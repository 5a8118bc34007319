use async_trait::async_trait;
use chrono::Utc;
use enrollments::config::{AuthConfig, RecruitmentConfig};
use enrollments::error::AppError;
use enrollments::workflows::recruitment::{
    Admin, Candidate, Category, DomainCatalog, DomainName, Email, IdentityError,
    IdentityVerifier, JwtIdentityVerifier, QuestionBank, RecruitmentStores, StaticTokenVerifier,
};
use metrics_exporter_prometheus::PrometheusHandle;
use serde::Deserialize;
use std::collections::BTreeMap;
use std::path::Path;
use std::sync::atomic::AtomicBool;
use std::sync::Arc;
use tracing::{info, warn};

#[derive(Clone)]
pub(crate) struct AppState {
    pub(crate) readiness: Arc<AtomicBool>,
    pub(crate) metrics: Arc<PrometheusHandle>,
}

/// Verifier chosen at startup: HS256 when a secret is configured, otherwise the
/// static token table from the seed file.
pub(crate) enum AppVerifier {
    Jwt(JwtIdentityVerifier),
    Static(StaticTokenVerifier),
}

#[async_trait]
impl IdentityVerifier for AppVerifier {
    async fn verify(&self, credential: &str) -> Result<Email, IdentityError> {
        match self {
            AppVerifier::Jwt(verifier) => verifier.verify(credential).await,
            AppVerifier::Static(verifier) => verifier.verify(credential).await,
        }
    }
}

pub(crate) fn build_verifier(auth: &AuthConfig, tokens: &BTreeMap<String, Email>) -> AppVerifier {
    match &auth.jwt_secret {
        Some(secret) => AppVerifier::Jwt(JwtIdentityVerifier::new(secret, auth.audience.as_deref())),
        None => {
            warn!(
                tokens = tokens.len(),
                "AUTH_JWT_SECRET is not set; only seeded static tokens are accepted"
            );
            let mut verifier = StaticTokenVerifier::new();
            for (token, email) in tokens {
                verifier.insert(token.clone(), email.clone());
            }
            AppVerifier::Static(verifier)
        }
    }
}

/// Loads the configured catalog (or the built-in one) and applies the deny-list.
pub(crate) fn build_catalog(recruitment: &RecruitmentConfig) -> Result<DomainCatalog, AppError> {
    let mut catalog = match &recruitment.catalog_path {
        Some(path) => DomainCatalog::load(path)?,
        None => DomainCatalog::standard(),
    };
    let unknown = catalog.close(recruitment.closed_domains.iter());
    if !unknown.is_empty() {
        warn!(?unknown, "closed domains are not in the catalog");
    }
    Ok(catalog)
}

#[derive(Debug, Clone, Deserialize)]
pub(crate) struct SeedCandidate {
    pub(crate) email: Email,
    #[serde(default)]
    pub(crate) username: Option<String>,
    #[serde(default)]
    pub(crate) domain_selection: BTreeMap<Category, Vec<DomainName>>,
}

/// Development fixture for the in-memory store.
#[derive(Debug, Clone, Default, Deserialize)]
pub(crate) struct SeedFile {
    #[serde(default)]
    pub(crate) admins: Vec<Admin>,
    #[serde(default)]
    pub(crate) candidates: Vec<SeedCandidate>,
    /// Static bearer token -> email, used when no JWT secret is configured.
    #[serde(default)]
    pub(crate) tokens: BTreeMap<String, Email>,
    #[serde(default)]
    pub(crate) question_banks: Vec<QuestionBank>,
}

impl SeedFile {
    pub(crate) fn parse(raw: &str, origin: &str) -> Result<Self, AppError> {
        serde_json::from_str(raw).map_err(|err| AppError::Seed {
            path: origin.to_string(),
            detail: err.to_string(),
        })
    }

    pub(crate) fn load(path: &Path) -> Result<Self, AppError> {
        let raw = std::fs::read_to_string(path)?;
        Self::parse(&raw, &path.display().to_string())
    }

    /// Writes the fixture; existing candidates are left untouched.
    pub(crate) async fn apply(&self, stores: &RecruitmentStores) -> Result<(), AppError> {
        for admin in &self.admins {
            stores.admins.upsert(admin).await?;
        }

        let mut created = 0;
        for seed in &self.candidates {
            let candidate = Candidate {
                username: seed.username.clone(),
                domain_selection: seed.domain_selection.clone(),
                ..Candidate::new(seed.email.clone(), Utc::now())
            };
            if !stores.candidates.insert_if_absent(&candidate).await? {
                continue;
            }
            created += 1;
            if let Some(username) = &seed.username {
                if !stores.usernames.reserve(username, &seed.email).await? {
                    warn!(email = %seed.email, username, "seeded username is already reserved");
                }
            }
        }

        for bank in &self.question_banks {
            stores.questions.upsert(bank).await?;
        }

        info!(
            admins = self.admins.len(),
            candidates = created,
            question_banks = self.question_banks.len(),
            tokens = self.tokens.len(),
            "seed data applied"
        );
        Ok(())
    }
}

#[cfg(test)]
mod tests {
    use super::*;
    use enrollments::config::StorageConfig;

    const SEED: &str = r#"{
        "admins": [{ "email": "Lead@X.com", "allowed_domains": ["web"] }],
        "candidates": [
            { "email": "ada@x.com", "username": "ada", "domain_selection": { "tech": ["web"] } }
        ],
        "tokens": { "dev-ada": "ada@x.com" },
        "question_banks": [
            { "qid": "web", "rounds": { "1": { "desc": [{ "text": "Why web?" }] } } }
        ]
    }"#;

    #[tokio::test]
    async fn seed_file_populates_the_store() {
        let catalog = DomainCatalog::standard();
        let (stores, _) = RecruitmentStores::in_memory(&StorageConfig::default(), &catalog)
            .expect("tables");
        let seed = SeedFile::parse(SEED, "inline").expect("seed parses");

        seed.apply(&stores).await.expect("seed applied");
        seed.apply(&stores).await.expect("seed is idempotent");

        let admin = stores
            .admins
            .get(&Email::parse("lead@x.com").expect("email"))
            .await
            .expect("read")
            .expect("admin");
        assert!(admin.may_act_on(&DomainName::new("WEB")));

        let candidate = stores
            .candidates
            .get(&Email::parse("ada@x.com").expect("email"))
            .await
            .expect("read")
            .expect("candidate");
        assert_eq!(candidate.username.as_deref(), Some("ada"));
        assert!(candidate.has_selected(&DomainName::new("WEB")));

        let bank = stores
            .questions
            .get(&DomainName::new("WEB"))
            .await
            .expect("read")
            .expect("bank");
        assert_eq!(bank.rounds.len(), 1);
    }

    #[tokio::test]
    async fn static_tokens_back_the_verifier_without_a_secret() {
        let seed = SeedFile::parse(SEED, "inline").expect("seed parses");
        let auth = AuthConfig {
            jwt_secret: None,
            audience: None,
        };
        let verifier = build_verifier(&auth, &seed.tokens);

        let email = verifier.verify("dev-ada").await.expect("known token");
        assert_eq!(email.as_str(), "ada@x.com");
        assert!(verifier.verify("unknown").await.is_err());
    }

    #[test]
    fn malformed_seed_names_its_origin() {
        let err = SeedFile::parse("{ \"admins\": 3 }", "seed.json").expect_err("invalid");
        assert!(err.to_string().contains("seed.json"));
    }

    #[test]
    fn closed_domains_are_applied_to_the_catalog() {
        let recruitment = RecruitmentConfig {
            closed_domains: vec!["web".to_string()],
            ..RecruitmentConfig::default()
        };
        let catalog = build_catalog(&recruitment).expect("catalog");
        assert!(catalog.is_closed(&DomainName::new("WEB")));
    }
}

TASK: Copy all lines in the listing above where the string "RecruitmentConfig" appears.

ANSWER SECTION:
use enrollments::config::{AuthConfig, RecruitmentConfig};
pub(crate) fn build_catalog(recruitment: &RecruitmentConfig) -> Result<DomainCatalog, AppError> {
        let recruitment = RecruitmentConfig {
            ..RecruitmentConfig::default()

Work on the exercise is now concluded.